### Exercise description
Only the number is wanted: how many lines below include "subsystem"?

Information shown: Begin

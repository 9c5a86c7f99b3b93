use axum::extract::State;
use axum::Json;
use serde_json::Value;

use super::ApiError;
use crate::inbound::http::router::AppState;

/// `GET /db` — full snapshot of the backing document database.
pub async fn get_db(State(state): State<AppState>) -> Result<Json<Value>, ApiError> {
    let snapshot = state.documents.snapshot().await?;
    Ok(Json(Value::Object(snapshot)))
}
#[test]
fn readlink_resolves_documented_symlinks() {
    let (_backend, proxy) = proxy_with(&[("gpiochip0", "bank0", 32)]);
    proxy.write_path("/export", b"520").expect("export");

    assert_eq!(
        proxy
            .readlink_path("/gpiochip512/device")
            .expect("device target"),
        "/sys/devices/platform/soc/gpiochip0"
    );
    assert_eq!(
        proxy
            .readlink_path("/gpiochip512/power")
            .expect("power target"),
        "/sys/devices/platform/soc/gpiochip0/power"
    );
    assert_eq!(
        proxy
            .readlink_path("/gpio520/subsystem")
            .expect("subsystem target"),
        MOUNT_ROOT
    );
    // Non-symlinks and missing paths both answer permission-denied.
    assert_eq!(
        proxy
            .readlink_path("/gpiochip512/base")
            .expect_err("not a symlink")
            .errno(),
        libc::EPERM
    );
    assert_eq!(
        proxy
            .readlink_path("/no/such/node")
            .expect_err("missing path")
            .errno(),
        libc::EPERM
    );
    proxy.shutdown();
}

#[test]
fn directories_always_list_dot_entries_first() {
    let (_backend, proxy) = proxy_with(&[("gpiochip0", "bank0", 32)]);
    proxy.write_path("/export", b"520").expect("export");
    for path in ["/", "/gpiochip512", "/gpio520"] {
        let listing = names(&proxy, path);
        assert_eq!(&listing[..2], &[".", ".."], "listing of {path}");
    }
    proxy.shutdown();
}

Information shown: End

### Result of this task
2